Dataset entries:
+ + + + +
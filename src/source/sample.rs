//! Deterministic sample data for demos and smoke tests.
//!
//! Rows use the same headers as the production sheet and deliberately
//! include the messes real exports have: blank customers, `N/A` costs and
//! an unparseable date.

use chrono::{Duration, Local, NaiveDate};
use rand::rngs::StdRng;
use rand::seq::SliceRandom;
use rand::{Rng, SeedableRng};
use serde_json::Value;

use super::{DataSource, SourceError};
use crate::records::RawRow;

const STATUSES: &[&str] = &["Open", "In Progress", "Pending Review", "On Hold", "Closed", "Closed", "Closed"];
const PRIORITIES: &[&str] = &["High", "Medium", "Medium", "Low"];
const ORIGINS: &[&str] = &["External", "Internal"];
const CUSTOMERS: &[&str] = &["Acme Cannabis", "Green Leaf Co", "Summit Farms", "Northern Lights", ""];
const ISSUE_TYPES: &[&str] = &[
    "Print Defect",
    "Print Defect",
    "Print Defect",
    "Dimensional",
    "Dimensional",
    "Material Contamination",
    "Packaging Damage",
    "Labeling Error",
    "Color Mismatch",
];
const EMPLOYEES: &[&str] = &["J. Rivera", "A. Chen", "M. Okafor", "S. Patel"];

/// Uniform pick from a non-empty constant table.
fn pick<'a>(rng: &mut StdRng, items: &[&'a str]) -> &'a str {
    items.choose(rng).copied().unwrap_or_default()
}

#[derive(Debug, Clone)]
pub struct SampleSource {
    count: usize,
    /// Latest possible submission date; rows spread over the 120 days before.
    anchor: NaiveDate,
    seed: u64,
}

impl Default for SampleSource {
    fn default() -> Self {
        Self::new(150, Local::now().date_naive())
    }
}

impl SampleSource {
    pub fn new(count: usize, anchor: NaiveDate) -> Self {
        Self {
            count,
            anchor,
            seed: 42,
        }
    }

    pub fn rows(&self) -> Vec<RawRow> {
        let mut rng = StdRng::seed_from_u64(self.seed);
        (0..self.count)
            .map(|i| {
                let submitted = self.anchor - Duration::days(rng.gen_range(0..120));
                let mut row = RawRow::new();
                let mut put = |key: &str, value: String| {
                    row.insert(key.to_string(), Value::String(value));
                };

                put("NC Number", format!("NC-{:04}", 1001 + i));
                put(
                    "Date Submitted",
                    if i % 53 == 52 {
                        "pending".to_string()
                    } else {
                        format!("{} {:02}:{:02}:00", submitted.format("%m/%d/%Y"), rng.gen_range(7..17), rng.gen_range(0..60))
                    },
                );
                put("Status", pick(&mut rng, STATUSES).to_string());
                put("Priority", pick(&mut rng, PRIORITIES).to_string());
                put("External Or Internal", pick(&mut rng, ORIGINS).to_string());
                put("Customer", pick(&mut rng, CUSTOMERS).to_string());
                put("Issue Type", pick(&mut rng, ISSUE_TYPES).to_string());
                put("Employee Responsible", pick(&mut rng, EMPLOYEES).to_string());
                put(
                    "Cost of Rework",
                    if i % 31 == 30 {
                        "N/A".to_string()
                    } else {
                        format!("${}.{:02}", rng.gen_range(50..2550), rng.gen_range(0..100))
                    },
                );
                put("Cost Avoided", format!("{}.00", rng.gen_range(0..4000)));
                put("Total Quantity Affected", rng.gen_range(1..=5000u64).to_string());
                row
            })
            .collect()
    }
}

impl DataSource for SampleSource {
    fn fetch(&mut self) -> Result<Vec<RawRow>, SourceError> {
        Ok(self.rows())
    }

    fn describe(&self) -> String {
        format!("sample:{} rows", self.count)
    }
}

#[cfg(test)]
mod tests {
    use super::*;
    use crate::records::normalize;

    #[test]
    fn sample_is_deterministic() {
        let anchor = NaiveDate::from_ymd_opt(2024, 6, 30).unwrap();
        let a = SampleSource::new(20, anchor).rows();
        let b = SampleSource::new(20, anchor).rows();
        assert_eq!(a, b);
        assert_eq!(a.len(), 20);
    }

    #[test]
    fn sample_cells_stay_in_range() {
        let anchor = NaiveDate::from_ymd_opt(2024, 6, 30).unwrap();
        let set = normalize(&SampleSource::new(150, anchor).rows()).unwrap();
        let earliest = anchor - Duration::days(119);
        for t in set.iter() {
            assert!(t.submitted_date().is_none_or(|d| d >= earliest));
            assert!((1..=5000).contains(&t.quantity_affected));
            assert!(t.cost_avoided < 4000.0);
            assert!(t.flags.rework_cost || (50.0..2550.0).contains(&t.rework_cost));
        }
    }

    #[test]
    fn sample_normalizes_with_some_coercions() {
        let anchor = NaiveDate::from_ymd_opt(2024, 6, 30).unwrap();
        let set = normalize(&SampleSource::new(150, anchor).rows()).unwrap();
        assert_eq!(set.len(), 150);
        let bad_cost = set.iter().filter(|t| t.flags.rework_cost).count();
        let bad_date = set.iter().filter(|t| t.flags.submitted_at).count();
        assert_eq!(bad_cost, 4);
        assert_eq!(bad_date, 2);
        assert!(set.iter().all(|t| t.submitted_date().is_none_or(|d| d <= anchor)));
    }
}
+ + + + +
## Assignment:
The records above need copying. Do it exactly.

## Your response:
filename src/source/sample.rs
//! Deterministic sample data for demos and smoke tests.
//!
//! Rows use the same headers as the production sheet and deliberately
//! include the messes real exports have: blank customers, `N/A` costs and
//! an unparseable date.

use chrono::{Duration, Local, NaiveDate};
use rand::rngs::StdRng;
use rand::seq::SliceRandom;
use rand::{Rng, SeedableRng};
use serde_json::Value;

use super::{DataSource, SourceError};
use crate::records::RawRow;

const STATUSES: &[&str] = &["Open", "In Progress", "Pending Review", "On Hold", "Closed", "Closed", "Closed"];
const PRIORITIES: &[&str] = &["High", "Medium", "Medium", "Low"];
const ORIGINS: &[&str] = &["External", "Internal"];
const CUSTOMERS: &[&str] = &["Acme Cannabis", "Green Leaf Co", "Summit Farms", "Northern Lights", ""];
const ISSUE_TYPES: &[&str] = &[
    "Print Defect",
    "Print Defect",
    "Print Defect",
    "Dimensional",
    "Dimensional",
    "Material Contamination",
    "Packaging Damage",
    "Labeling Error",
    "Color Mismatch",
];
const EMPLOYEES: &[&str] = &["J. Rivera", "A. Chen", "M. Okafor", "S. Patel"];

/// Uniform pick from a non-empty constant table.
fn pick<'a>(rng: &mut StdRng, items: &[&'a str]) -> &'a str {
    items.choose(rng).copied().unwrap_or_default()
}

#[derive(Debug, Clone)]
pub struct SampleSource {
    count: usize,
    /// Latest possible submission date; rows spread over the 120 days before.
    anchor: NaiveDate,
    seed: u64,
}

impl Default for SampleSource {
    fn default() -> Self {
        Self::new(150, Local::now().date_naive())
    }
}

impl SampleSource {
    pub fn new(count: usize, anchor: NaiveDate) -> Self {
        Self {
            count,
            anchor,
            seed: 42,
        }
    }

    pub fn rows(&self) -> Vec<RawRow> {
        let mut rng = StdRng::seed_from_u64(self.seed);
        (0..self.count)
            .map(|i| {
                let submitted = self.anchor - Duration::days(rng.gen_range(0..120));
                let mut row = RawRow::new();
                let mut put = |key: &str, value: String| {
                    row.insert(key.to_string(), Value::String(value));
                };

                put("NC Number", format!("NC-{:04}", 1001 + i));
                put(
                    "Date Submitted",
                    if i % 53 == 52 {
                        "pending".to_string()
                    } else {
                        format!("{} {:02}:{:02}:00", submitted.format("%m/%d/%Y"), rng.gen_range(7..17), rng.gen_range(0..60))
                    },
                );
                put("Status", pick(&mut rng, STATUSES).to_string());
                put("Priority", pick(&mut rng, PRIORITIES).to_string());
                put("External Or Internal", pick(&mut rng, ORIGINS).to_string());
                put("Customer", pick(&mut rng, CUSTOMERS).to_string());
                put("Issue Type", pick(&mut rng, ISSUE_TYPES).to_string());
                put("Employee Responsible", pick(&mut rng, EMPLOYEES).to_string());
                put(
                    "Cost of Rework",
                    if i % 31 == 30 {
                        "N/A".to_string()
                    } else {
                        format!("${}.{:02}", rng.gen_range(50..2550), rng.gen_range(0..100))
                    },
                );
                put("Cost Avoided", format!("{}.00", rng.gen_range(0..4000)));
                put("Total Quantity Affected", rng.gen_range(1..=5000u64).to_string());
                row
            })
            .collect()
    }
}

impl DataSource for SampleSource {
    fn fetch(&mut self) -> Result<Vec<RawRow>, SourceError> {
        Ok(self.rows())
    }

    fn describe(&self) -> String {
        format!("sample:{} rows", self.count)
    }
}

#[cfg(test)]
mod tests {
    use super::*;
    use crate::records::normalize;

    #[test]
    fn sample_is_deterministic() {
        let anchor = NaiveDate::from_ymd_opt(2024, 6, 30).unwrap();
        let a = SampleSource::new(20, anchor).rows();
        let b = SampleSource::new(20, anchor).rows();
        assert_eq!(a, b);
        assert_eq!(a.len(), 20);
    }

    #[test]
    fn sample_cells_stay_in_range() {
        let anchor = NaiveDate::from_ymd_opt(2024, 6, 30).unwrap();
        let set = normalize(&SampleSource::new(150, anchor).rows()).unwrap();
        let earliest = anchor - Duration::days(119);
        for t in set.iter() {
            assert!(t.submitted_date().is_none_or(|d| d >= earliest));
            assert!((1..=5000).contains(&t.quantity_affected));
            assert!(t.cost_avoided < 4000.0);
            assert!(t.flags.rework_cost || (50.0..2550.0).contains(&t.rework_cost));
        }
    }

    #[test]
    fn sample_normalizes_with_some_coercions() {
        let anchor = NaiveDate::from_ymd_opt(2024, 6, 30).unwrap();
        let set = normalize(&SampleSource::new(150, anchor).rows()).unwrap();
        assert_eq!(set.len(), 150);
        let bad_cost = set.iter().filter(|t| t.flags.rework_cost).count();
        let bad_date = set.iter().filter(|t| t.flags.submitted_at).count();
        assert_eq!(bad_cost, 4);
        assert_eq!(bad_date, 2);
        assert!(set.iter().all(|t| t.submitted_date().is_none_or(|d| d <= anchor)));
    }
}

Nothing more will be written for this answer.